On a tense day in 88 av. J.-C., Lucius Cornelius Sulla turned his column around. The legionaries had been marching east toward Mithridates; instead, they pivoted toward Rome. Torches flared as centurions relayed orders. The soldiers’ boots beat a rhythm that no Roman ear had yet heard within sight of the walls: a Roman army advancing on the Roman city. The taboo was ancient and absolute—armies belonged beyond the pomerium—but Sulla, affronted by the sudden transfer of his Eastern command to his rival Marius, broke it. Appian distilled the shock: “No one before Sulla led a Roman army against Rome” [Appian, Civil Wars].
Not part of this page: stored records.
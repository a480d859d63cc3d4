//! netsurvey Core Library
//!
//! Collects state from a fleet of network devices over a model-driven
//! management protocol and derives network-wide views from it:
//! - Interface inventory (brief per device, or one interface in detail)
//! - Device role classification (PE, P, RR, IGP-only, CE)
//! - L3 topology built by correlating interface subnets across devices
//!
//! The wire transport is not part of this crate. Callers supply a
//! [`QueryClient`]; every query goes through rate-limit aware retries and a
//! tolerant response decoder before reaching the collectors, and whole
//! inventories are processed by a bounded worker pool.
//!
//! # Example
//!
//! ```no_run
//! use netsurvey_core::{Device, QueryClient, QueryError, QueryRequest, Surveyor};
//! use serde_json::Value;
//!
//! struct Offline;
//!
//! impl QueryClient for Offline {
//!     async fn send(&self, device: &Device, request: &QueryRequest) -> Result<Value, QueryError> {
//!         let message = format!("cannot send {}", request.name);
//!         Err(QueryError::transport(&device.name, "OFFLINE", message))
//!     }
//! }
//!
//! #[tokio::main]
//! async fn main() {
//!     let surveyor = Surveyor::new(Offline, netsurvey_core::load_survey_config());
//!     let devices = vec![
//!         Device::new("xrd-1", "10.10.20.101"),
//!         Device::new("xrd-2", "10.10.20.102"),
//!     ];
//!
//!     let survey = surveyor.topology(&devices).await;
//!     println!(
//!         "{} links across {} devices",
//!         survey.graph.edge_count(),
//!         survey.graph.node_count()
//!     );
//! }
//! ```

pub mod batch;
pub mod client;
pub mod config;
pub mod decoder;
pub mod interfaces;
pub mod profile;
pub mod survey;
pub mod topology;

// Re-export commonly used types
pub use batch::{BatchOptions, BatchResult, BatchSummary, DeviceOutcome, DeviceResult, run_batch};
pub use client::{Device, QueryClient, QueryError, QueryRequest, RetryPolicy, TransportFault};
pub use config::{ConfigSource, SurveyConfig, load_survey_config, load_survey_config_from};
pub use decoder::{ParsedResponse, UpdateRecord, decode};
pub use interfaces::{InterfaceInventory, InterfaceRecord, InterfaceSummary};
pub use profile::{DeviceProfile, FeatureSet, Role};
pub use survey::{Surveyor, TopologySurvey};
pub use topology::{Edge, SubnetKey, TopologyGraph, build_topology};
That nightmarish novelty framed Sulla’s career. He triumphed in the Social War, conquered Mithridates’ forces in Greece, returned to win Rome by force in 82 av. J.-C., and assumed a constitutional dictatorship “to write laws and refound the Republic.” He then resigned power, a gesture that later apologists wielded as proof of civic virtue. Yet Sulla’s proscriptions, veteran settlements, and tribunician shackles corroded the norms he claimed to protect. This article traces the genesis of his rise, reconstructs the crisis that produced the first march on Rome, unpacks its causes, surveys the historiographical debate, and weighs Sulla’s paradoxical legacy: restoration by rupture, law by sword, precedent by fear.
Sulla’s Rise
Sulla was born into a patrician but impoverished branch of the Cornelii (138 av. J.-C.). He grew up amid a Republic already fraying: the Gracchan reforms (133–121 av. J.-C.) had fused land, citizenship, and sovereignty into a volatile mix; equites had gained judicial power at senators’ expense; Italian allies pressed claims for integration; and the plebeian tribunate became a cockpit for high-stakes constitutional experimentation. In that environment, Sulla formed a style: cultivated, sardonic, theatrical. Plutarch notes his taste for the stage and his calculated coldness, the mask of a man who would later call himself “Felix,” the Lucky [Plutarch, Life of Sulla].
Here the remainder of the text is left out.